DATA SUPPLIED Start Marker

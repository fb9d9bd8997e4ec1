// SPDX-License-Identifier: MIT OR Apache-2.0
//! Streaming HTTP client for the Messages API.

use crate::config::{API_VERSION, AnthropicConfig};
use crate::wire::StreamEvent;
use agb_adapter::AdapterError;
use agb_codec::FrameDecoder;
use futures::StreamExt;
use std::collections::VecDeque;

/// Thin streaming client over `POST {base_url}/v1/messages`.
#[derive(Debug, Clone)]
pub struct MessagesClient {
    http: reqwest::Client,
    base_url: String,
    api_key: String,
}

impl MessagesClient {
    /// Build a client from adapter configuration.
    pub fn new(config: &AnthropicConfig) -> Self {
        Self {
            http: reqwest::Client::new(),
            base_url: config.base_url.clone(),
            api_key: config.api_key.clone(),
        }
    }

    /// Issue a streaming messages request and return the decoded event stream.
    pub async fn stream_messages(
        &self,
        body: &serde_json::Value,
    ) -> Result<EventStream, AdapterError> {
        let url = format!("{}/v1/messages", self.base_url);
        let response = self
            .http
            .post(&url)
            .header("x-api-key", &self.api_key)
            .header("anthropic-version", API_VERSION)
            .json(body)
            .send()
            .await
            .map_err(|e| AdapterError::Upstream {
                message: e.to_string(),
            })?;

        let status = response.status();
        if !status.is_success() {
            let detail = response.text().await.unwrap_or_default();
            return Err(AdapterError::Upstream {
                message: format!("{status}: {detail}"),
            });
        }

        Ok(EventStream::new(response))
    }
}

/// Pull-based stream of decoded [`StreamEvent`]s.
pub struct EventStream {
    bytes: futures::stream::BoxStream<'static, reqwest::Result<bytes::Bytes>>,
    decoder: FrameDecoder,
    pending: VecDeque<String>,
    done: bool,
}

impl EventStream {
    fn new(response: reqwest::Response) -> Self {
        Self {
            bytes: response.bytes_stream().boxed(),
            decoder: FrameDecoder::new(),
            pending: VecDeque::new(),
            done: false,
        }
    }

    /// Next decoded event, or `None` when the body ends.
    pub async fn next_event(&mut self) -> Option<Result<StreamEvent, AdapterError>> {
        loop {
            if let Some(payload) = self.pending.pop_front() {
                return Some(
                    serde_json::from_str(&payload)
                        .map_err(|e| AdapterError::Decode(e.to_string())),
                );
            }
            if self.done {
                return None;
            }
            match self.bytes.next().await {
                Some(Ok(bytes)) => {
                    let text = String::from_utf8_lossy(&bytes);
                    self.pending.extend(self.decoder.feed(&text));
                }
                Some(Err(e)) => {
                    self.done = true;
                    return Some(Err(AdapterError::Upstream {
                        message: e.to_string(),
                    }));
                }
                None => {
                    self.done = true;
                    if let Some(rest) = std::mem::take(&mut self.decoder).finish() {
                        self.pending.push_back(rest);
                    }
                }
            }
        }
    }
}
// SPDX-License-Identifier: MIT OR Apache-2.0
//! Feature detection over observed event-kind sets.
//!
//! A feature is "supported" when the agent's observed event-type set
//! intersects that feature's defining event kinds. This is a pure
//! set-membership test; no payload inspection.

use serde::{Deserialize, Serialize};
use std::collections::BTreeSet;

/// A protocol capability detectable from an agent's event stream.
#[derive(Debug, Clone, Copy, PartialEq, Eq, PartialOrd, Ord, Serialize, Deserialize)]
#[serde(rename_all = "snake_case")]
pub enum Feature {
    /// Lifecycle framing plus incremental text deltas.
    Streaming,
    /// Tool-call lifecycle events.
    ToolCalling,
    /// Reasoning/thinking blocks.
    Thinking,
    /// Artifact generation blocks.
    Artifacts,
    /// Human-in-the-loop input requests.
    Hitl,
    /// State or message-list snapshots.
    State,
    /// Error surfacing.
    Errors,
}

impl Feature {
    /// Every feature, in report order.
    pub const ALL: [Feature; 7] = [
        Feature::Streaming,
        Feature::ToolCalling,
        Feature::Thinking,
        Feature::Artifacts,
        Feature::Hitl,
        Feature::State,
        Feature::Errors,
    ];

    /// The event kinds whose presence marks this feature as supported.
    pub fn defining_kinds(self) -> &'static [&'static str] {
        match self {
            Feature::Streaming => &["RUN_STARTED", "RUN_FINISHED", "TEXT_MESSAGE_CONTENT"],
            Feature::ToolCalling => &["TOOL_CALL_START", "TOOL_CALL_END", "TOOL_CALL_RESULT"],
            Feature::Thinking => &["THINKING_START", "THINKING_CONTENT", "THINKING_END"],
            Feature::Artifacts => &["ARTIFACT_START", "ARTIFACT_CONTENT", "ARTIFACT_END"],
            Feature::Hitl => &["HUMAN_INPUT_REQUESTED", "HUMAN_INPUT_RECEIVED"],
            Feature::State => &["STATE_SNAPSHOT", "MESSAGES_SNAPSHOT"],
            Feature::Errors => &["RUN_ERROR"],
        }
    }

    /// Stable label used in reports and JSON output.
    pub fn label(self) -> &'static str {
        match self {
            Feature::Streaming => "streaming",
            Feature::ToolCalling => "tool_calling",
            Feature::Thinking => "thinking",
            Feature::Artifacts => "artifacts",
            Feature::Hitl => "hitl",
            Feature::State => "state",
            Feature::Errors => "errors",
        }
    }
}

/// The set of features detected for one agent.
#[derive(Debug, Clone, Default, PartialEq, Eq, Serialize, Deserialize)]
pub struct FeatureSet {
    supported: BTreeSet<Feature>,
}

impl FeatureSet {
    /// Detect features from a set of observed event-kind names.
    pub fn from_kinds<'a, I>(kinds: I) -> Self
    where
        I: IntoIterator<Item = &'a str>,
    {
        let seen: BTreeSet<&str> = kinds.into_iter().collect();
        let supported = Feature::ALL
            .into_iter()
            .filter(|f| f.defining_kinds().iter().any(|k| seen.contains(k)))
            .collect();
        Self { supported }
    }

    /// Returns `true` if the feature was detected.
    pub fn supports(&self, feature: Feature) -> bool {
        self.supported.contains(&feature)
    }

    /// Iterate over the detected features in report order.
    pub fn iter(&self) -> impl Iterator<Item = Feature> + '_ {
        self.supported.iter().copied()
    }

    /// Number of detected features.
    pub fn len(&self) -> usize {
        self.supported.len()
    }

    /// Whether no feature was detected.
    pub fn is_empty(&self) -> bool {
        self.supported.is_empty()
    }
}

#[cfg(test)]
mod tests {
    use super::*;

    #[test]
    fn streaming_detected_from_lifecycle() {
        let fs = FeatureSet::from_kinds(["RUN_STARTED", "RUN_FINISHED"]);
        assert!(fs.supports(Feature::Streaming));
        assert!(!fs.supports(Feature::ToolCalling));
    }

    #[test]
    fn thinking_detected_from_any_member() {
        // Any single defining kind is enough.
        let fs = FeatureSet::from_kinds(["THINKING_CONTENT"]);
        assert!(fs.supports(Feature::Thinking));
    }

    #[test]
    fn tool_calling_detected() {
        let fs = FeatureSet::from_kinds(["TOOL_CALL_START", "TOOL_CALL_ARGS"]);
        assert!(fs.supports(Feature::ToolCalling));
    }

    #[test]
    fn errors_detected_from_run_error() {
        let fs = FeatureSet::from_kinds(["RUN_STARTED", "RUN_ERROR"]);
        assert!(fs.supports(Feature::Errors));
    }

    #[test]
    fn empty_kind_set_supports_nothing() {
        let fs = FeatureSet::from_kinds([]);
        assert!(fs.is_empty());
        for f in Feature::ALL {
            assert!(!fs.supports(f));
        }
    }

    #[test]
    fn unknown_kinds_ignored() {
        let fs = FeatureSet::from_kinds(["SOMETHING_CUSTOM", "STATE_SNAPSHOT"]);
        assert_eq!(fs.len(), 1);
        assert!(fs.supports(Feature::State));
    }

    #[test]
    fn feature_serializes_snake_case() {
        assert_eq!(
            serde_json::to_string(&Feature::ToolCalling).unwrap(),
            "\"tool_calling\""
        );
    }
}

DATA SUPPLIED End Marker

§ PROBLEM DETAILS: Verbatim output is expected for the lines from the start of the data to the line in which "#[derive(Debug, Clone)]" appears, both included.

§ RESULT OF THE EXERCISE:
repository fb9d9bd8997e4ec1
// SPDX-License-Identifier: MIT OR Apache-2.0
//! Streaming HTTP client for the Messages API.

use crate::config::{API_VERSION, AnthropicConfig};
use crate::wire::StreamEvent;
use agb_adapter::AdapterError;
use agb_codec::FrameDecoder;
use futures::StreamExt;
use std::collections::VecDeque;

/// Thin streaming client over `POST {base_url}/v1/messages`.
#[derive(Debug, Clone)]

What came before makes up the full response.